MATERIALS PROVIDED: Begin
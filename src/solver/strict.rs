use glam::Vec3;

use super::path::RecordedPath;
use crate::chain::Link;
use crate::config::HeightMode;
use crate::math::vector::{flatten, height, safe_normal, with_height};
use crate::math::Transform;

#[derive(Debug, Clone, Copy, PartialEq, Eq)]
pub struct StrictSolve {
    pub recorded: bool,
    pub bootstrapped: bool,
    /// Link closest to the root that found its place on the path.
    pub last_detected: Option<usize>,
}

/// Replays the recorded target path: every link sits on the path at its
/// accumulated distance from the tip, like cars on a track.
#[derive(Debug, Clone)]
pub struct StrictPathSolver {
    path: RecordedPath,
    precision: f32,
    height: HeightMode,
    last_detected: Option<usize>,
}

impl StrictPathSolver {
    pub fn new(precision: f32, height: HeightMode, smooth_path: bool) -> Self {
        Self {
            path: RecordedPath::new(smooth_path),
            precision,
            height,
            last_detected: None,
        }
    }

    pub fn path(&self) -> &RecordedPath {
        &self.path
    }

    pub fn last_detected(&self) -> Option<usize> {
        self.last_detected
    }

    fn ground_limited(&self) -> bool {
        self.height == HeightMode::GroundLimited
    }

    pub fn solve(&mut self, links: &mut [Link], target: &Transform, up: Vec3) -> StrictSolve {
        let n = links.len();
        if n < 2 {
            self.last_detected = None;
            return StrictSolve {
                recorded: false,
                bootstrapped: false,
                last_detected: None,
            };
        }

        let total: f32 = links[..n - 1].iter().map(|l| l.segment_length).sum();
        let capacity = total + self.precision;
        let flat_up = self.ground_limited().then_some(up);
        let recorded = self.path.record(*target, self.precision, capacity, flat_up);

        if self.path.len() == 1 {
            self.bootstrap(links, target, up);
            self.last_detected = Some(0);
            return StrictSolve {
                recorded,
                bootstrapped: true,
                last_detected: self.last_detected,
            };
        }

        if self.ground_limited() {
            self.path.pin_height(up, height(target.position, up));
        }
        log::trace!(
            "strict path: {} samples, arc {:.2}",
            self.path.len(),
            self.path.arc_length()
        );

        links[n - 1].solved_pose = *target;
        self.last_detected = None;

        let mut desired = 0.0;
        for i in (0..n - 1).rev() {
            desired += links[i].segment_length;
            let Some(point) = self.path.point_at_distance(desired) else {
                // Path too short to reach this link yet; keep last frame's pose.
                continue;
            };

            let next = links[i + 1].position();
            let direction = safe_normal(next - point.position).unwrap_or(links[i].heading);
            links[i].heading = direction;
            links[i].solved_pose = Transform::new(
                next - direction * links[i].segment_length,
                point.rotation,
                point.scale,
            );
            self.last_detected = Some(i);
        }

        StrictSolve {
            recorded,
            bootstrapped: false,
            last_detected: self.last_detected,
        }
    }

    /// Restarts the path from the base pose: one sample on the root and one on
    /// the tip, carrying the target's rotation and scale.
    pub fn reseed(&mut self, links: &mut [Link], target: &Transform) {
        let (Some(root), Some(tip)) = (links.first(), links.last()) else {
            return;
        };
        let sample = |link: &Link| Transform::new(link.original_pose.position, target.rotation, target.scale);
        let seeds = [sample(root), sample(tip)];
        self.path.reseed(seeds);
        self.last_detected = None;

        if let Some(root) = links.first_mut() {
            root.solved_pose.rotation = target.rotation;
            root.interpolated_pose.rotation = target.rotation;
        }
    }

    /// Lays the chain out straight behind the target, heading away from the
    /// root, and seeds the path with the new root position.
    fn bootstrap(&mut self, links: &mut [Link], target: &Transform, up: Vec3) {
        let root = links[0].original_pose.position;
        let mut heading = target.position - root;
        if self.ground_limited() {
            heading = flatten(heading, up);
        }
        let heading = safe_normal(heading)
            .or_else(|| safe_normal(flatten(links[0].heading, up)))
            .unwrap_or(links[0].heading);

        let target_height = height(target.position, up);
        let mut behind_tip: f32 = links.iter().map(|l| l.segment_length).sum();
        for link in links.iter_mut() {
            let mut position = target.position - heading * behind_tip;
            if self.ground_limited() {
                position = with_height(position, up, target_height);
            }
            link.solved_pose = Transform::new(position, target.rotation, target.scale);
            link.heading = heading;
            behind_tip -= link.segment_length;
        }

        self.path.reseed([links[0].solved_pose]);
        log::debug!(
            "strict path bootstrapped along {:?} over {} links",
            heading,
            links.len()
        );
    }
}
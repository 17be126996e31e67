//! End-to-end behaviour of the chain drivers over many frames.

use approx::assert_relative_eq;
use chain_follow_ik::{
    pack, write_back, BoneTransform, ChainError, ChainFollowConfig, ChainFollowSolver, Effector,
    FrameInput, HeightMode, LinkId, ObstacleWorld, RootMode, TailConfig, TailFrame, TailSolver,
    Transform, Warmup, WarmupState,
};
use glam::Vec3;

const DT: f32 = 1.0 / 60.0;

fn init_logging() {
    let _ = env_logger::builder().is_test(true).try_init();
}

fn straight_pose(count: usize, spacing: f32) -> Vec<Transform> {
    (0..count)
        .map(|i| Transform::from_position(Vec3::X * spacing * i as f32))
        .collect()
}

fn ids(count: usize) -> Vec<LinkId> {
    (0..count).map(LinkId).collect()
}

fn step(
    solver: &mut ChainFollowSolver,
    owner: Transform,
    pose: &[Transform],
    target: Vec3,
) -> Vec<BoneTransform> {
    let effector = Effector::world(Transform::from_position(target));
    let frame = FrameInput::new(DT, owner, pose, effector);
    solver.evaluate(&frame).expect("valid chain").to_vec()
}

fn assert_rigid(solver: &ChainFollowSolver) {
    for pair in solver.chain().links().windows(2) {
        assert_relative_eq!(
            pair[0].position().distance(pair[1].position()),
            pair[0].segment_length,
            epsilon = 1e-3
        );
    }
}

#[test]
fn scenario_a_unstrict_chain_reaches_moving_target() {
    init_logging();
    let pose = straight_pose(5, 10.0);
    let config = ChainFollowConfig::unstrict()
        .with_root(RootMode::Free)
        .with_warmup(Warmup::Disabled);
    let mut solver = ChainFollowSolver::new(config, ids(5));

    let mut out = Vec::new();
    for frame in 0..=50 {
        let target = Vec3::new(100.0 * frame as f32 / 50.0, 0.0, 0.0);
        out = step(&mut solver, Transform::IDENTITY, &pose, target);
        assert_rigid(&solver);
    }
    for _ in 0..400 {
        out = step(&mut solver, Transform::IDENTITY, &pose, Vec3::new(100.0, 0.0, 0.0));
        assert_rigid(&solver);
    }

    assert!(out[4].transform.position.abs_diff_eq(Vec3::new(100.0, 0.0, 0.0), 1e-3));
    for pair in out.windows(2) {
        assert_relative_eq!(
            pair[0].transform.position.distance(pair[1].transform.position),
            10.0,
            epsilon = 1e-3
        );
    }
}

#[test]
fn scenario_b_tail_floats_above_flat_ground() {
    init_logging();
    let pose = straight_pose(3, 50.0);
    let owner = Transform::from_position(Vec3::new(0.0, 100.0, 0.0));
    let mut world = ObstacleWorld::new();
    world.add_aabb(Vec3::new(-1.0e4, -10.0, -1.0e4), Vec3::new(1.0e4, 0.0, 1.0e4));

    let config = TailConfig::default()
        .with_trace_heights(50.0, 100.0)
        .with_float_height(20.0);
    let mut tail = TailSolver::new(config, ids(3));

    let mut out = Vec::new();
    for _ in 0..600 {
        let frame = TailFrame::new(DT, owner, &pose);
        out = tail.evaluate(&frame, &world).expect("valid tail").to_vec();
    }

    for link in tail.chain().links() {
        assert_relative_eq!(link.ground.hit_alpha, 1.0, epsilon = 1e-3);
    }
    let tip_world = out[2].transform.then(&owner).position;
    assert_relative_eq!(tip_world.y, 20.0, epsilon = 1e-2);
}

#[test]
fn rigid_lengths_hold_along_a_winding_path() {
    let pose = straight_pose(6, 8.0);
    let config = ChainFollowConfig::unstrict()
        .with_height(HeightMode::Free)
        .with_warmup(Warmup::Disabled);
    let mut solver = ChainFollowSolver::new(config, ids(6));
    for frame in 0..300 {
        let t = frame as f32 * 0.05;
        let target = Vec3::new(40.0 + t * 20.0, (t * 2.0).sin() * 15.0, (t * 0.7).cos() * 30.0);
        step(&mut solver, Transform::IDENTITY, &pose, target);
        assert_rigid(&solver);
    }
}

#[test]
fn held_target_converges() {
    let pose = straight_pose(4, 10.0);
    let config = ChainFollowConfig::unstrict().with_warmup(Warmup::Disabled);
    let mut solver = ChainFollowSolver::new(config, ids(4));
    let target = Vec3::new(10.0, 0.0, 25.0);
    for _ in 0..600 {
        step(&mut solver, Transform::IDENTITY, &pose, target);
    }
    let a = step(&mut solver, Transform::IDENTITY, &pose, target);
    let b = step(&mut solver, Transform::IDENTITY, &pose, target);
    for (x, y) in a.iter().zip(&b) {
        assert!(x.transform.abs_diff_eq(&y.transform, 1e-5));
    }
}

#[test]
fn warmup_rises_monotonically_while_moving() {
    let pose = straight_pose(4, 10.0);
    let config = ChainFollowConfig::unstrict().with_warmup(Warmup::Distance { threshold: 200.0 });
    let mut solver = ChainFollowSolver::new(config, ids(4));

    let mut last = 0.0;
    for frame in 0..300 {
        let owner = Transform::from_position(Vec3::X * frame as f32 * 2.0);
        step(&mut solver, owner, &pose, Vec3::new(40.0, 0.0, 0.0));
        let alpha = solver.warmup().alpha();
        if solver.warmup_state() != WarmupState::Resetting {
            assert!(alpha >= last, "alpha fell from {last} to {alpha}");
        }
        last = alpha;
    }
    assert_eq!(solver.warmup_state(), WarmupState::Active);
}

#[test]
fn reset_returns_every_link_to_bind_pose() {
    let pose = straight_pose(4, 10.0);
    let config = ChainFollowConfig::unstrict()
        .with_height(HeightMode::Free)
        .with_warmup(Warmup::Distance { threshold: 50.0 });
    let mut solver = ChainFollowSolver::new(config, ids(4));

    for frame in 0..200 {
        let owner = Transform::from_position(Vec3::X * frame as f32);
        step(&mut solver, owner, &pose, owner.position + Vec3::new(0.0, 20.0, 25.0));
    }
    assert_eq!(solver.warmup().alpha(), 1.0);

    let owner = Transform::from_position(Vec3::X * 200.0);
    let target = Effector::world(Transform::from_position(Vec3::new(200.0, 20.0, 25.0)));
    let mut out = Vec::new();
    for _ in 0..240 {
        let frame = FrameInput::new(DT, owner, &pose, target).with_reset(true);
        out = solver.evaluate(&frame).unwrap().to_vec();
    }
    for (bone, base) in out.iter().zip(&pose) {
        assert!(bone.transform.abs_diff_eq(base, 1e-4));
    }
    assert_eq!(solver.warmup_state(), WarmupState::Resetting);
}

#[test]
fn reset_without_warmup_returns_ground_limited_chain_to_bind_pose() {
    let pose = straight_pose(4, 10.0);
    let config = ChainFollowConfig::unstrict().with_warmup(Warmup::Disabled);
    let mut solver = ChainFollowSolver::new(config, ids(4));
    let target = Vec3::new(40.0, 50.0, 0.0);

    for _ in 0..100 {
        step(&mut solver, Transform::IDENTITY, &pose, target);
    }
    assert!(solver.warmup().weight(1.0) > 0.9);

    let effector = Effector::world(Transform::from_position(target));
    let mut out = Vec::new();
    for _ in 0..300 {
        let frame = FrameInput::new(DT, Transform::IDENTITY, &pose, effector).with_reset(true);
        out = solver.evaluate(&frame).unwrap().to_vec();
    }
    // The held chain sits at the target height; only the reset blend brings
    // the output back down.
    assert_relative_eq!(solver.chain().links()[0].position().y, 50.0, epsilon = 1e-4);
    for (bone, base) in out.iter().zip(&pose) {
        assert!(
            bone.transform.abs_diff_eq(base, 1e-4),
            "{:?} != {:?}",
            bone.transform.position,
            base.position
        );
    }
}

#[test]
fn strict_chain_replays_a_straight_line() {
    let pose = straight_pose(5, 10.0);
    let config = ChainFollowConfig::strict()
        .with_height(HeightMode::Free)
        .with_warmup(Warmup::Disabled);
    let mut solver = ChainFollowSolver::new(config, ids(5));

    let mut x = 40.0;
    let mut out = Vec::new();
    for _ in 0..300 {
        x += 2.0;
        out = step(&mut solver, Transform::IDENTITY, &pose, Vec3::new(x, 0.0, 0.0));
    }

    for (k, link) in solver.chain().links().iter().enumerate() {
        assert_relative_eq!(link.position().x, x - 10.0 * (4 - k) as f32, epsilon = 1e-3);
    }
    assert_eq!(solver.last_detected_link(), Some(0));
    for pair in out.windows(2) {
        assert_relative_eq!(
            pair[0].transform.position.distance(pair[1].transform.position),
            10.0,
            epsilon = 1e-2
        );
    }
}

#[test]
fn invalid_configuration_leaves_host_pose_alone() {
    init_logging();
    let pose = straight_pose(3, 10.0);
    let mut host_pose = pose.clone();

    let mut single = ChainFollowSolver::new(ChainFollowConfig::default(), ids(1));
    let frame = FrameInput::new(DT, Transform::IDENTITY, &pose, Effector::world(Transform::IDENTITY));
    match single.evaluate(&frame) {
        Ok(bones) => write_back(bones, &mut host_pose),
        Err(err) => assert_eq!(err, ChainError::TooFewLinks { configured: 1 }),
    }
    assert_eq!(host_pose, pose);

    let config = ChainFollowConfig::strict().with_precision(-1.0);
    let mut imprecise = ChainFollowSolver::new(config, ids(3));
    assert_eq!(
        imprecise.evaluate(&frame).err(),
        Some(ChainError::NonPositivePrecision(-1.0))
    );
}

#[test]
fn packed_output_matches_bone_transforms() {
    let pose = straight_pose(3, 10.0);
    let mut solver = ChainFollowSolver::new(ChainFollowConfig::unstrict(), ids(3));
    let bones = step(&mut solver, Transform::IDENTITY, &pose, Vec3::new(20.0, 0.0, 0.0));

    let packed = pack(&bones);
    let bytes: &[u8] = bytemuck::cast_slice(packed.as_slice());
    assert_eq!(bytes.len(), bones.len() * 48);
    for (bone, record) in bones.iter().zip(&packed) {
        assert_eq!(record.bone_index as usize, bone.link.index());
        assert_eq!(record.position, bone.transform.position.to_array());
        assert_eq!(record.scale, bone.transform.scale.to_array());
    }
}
MATERIALS PROVIDED: End
(TASK TO COMPLETE) Quote the data above verbatim from its first line to the line that includes "let total: f32", with both boundary lines retained.

(ANSWER TO THE EXERCISE)
filename src/solver/strict.rs
use glam::Vec3;

use super::path::RecordedPath;
use crate::chain::Link;
use crate::config::HeightMode;
use crate::math::vector::{flatten, height, safe_normal, with_height};
use crate::math::Transform;

#[derive(Debug, Clone, Copy, PartialEq, Eq)]
pub struct StrictSolve {
    pub recorded: bool,
    pub bootstrapped: bool,
    /// Link closest to the root that found its place on the path.
    pub last_detected: Option<usize>,
}

/// Replays the recorded target path: every link sits on the path at its
/// accumulated distance from the tip, like cars on a track.
#[derive(Debug, Clone)]
pub struct StrictPathSolver {
    path: RecordedPath,
    precision: f32,
    height: HeightMode,
    last_detected: Option<usize>,
}

impl StrictPathSolver {
    pub fn new(precision: f32, height: HeightMode, smooth_path: bool) -> Self {
        Self {
            path: RecordedPath::new(smooth_path),
            precision,
            height,
            last_detected: None,
        }
    }

    pub fn path(&self) -> &RecordedPath {
        &self.path
    }

    pub fn last_detected(&self) -> Option<usize> {
        self.last_detected
    }

    fn ground_limited(&self) -> bool {
        self.height == HeightMode::GroundLimited
    }

    pub fn solve(&mut self, links: &mut [Link], target: &Transform, up: Vec3) -> StrictSolve {
        let n = links.len();
        if n < 2 {
            self.last_detected = None;
            return StrictSolve {
                recorded: false,
                bootstrapped: false,
                last_detected: None,
            };
        }

        let total: f32 = links[..n - 1].iter().map(|l| l.segment_length).sum();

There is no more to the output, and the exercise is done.